[Start of Attachment]

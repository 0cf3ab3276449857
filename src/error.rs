//! Error types for the query hook and the query outcomes it observes.

use sea_orm::DbErr;
use thiserror::Error;

/// The statement text could not be produced for telemetry.
///
/// This is the only failure [`QueryTelemetryHook::after_query`] reports;
/// everything else degrades into partial telemetry.
///
/// [`QueryTelemetryHook::after_query`]: crate::QueryTelemetryHook::after_query
#[derive(Debug, Clone, PartialEq, Eq, Error)]
#[error("failed to format query: {message}")]
pub struct FormatError {
    message: String,
}

impl FormatError {
    pub fn new(message: impl Into<String>) -> Self {
        Self {
            message: message.into(),
        }
    }

    pub fn message(&self) -> &str {
        &self.message
    }
}

/// Outcome error of an executed query, as carried by a [`QueryEvent`].
///
/// `NoRows` and `MultiRows` are the expected outcomes of single-row lookups and
/// are reported as a plain error status rather than an exception.
///
/// [`QueryEvent`]: crate::QueryEvent
#[derive(Debug, Clone, PartialEq, Eq, Error)]
pub enum QueryError {
    #[error("no rows in result set")]
    NoRows,

    #[error("multiple rows in result set")]
    MultiRows,

    #[error("{0}")]
    Database(String),
}

impl QueryError {
    /// Returns true for the sentinel outcomes that are not exceptional.
    pub fn is_expected(&self) -> bool {
        matches!(self, QueryError::NoRows | QueryError::MultiRows)
    }
}

impl From<&DbErr> for QueryError {
    fn from(err: &DbErr) -> Self {
        match err {
            DbErr::RecordNotFound(_) => QueryError::NoRows,
            other => QueryError::Database(other.to_string()),
        }
    }
}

[End of Attachment]

■ **Problem to solve**:
I'd like every line with the string "QueryTelemetryHook" copied from the listing.

■ **The answer**:
/// This is the only failure [`QueryTelemetryHook::after_query`] reports;
/// [`QueryTelemetryHook::after_query`]: crate::QueryTelemetryHook::after_query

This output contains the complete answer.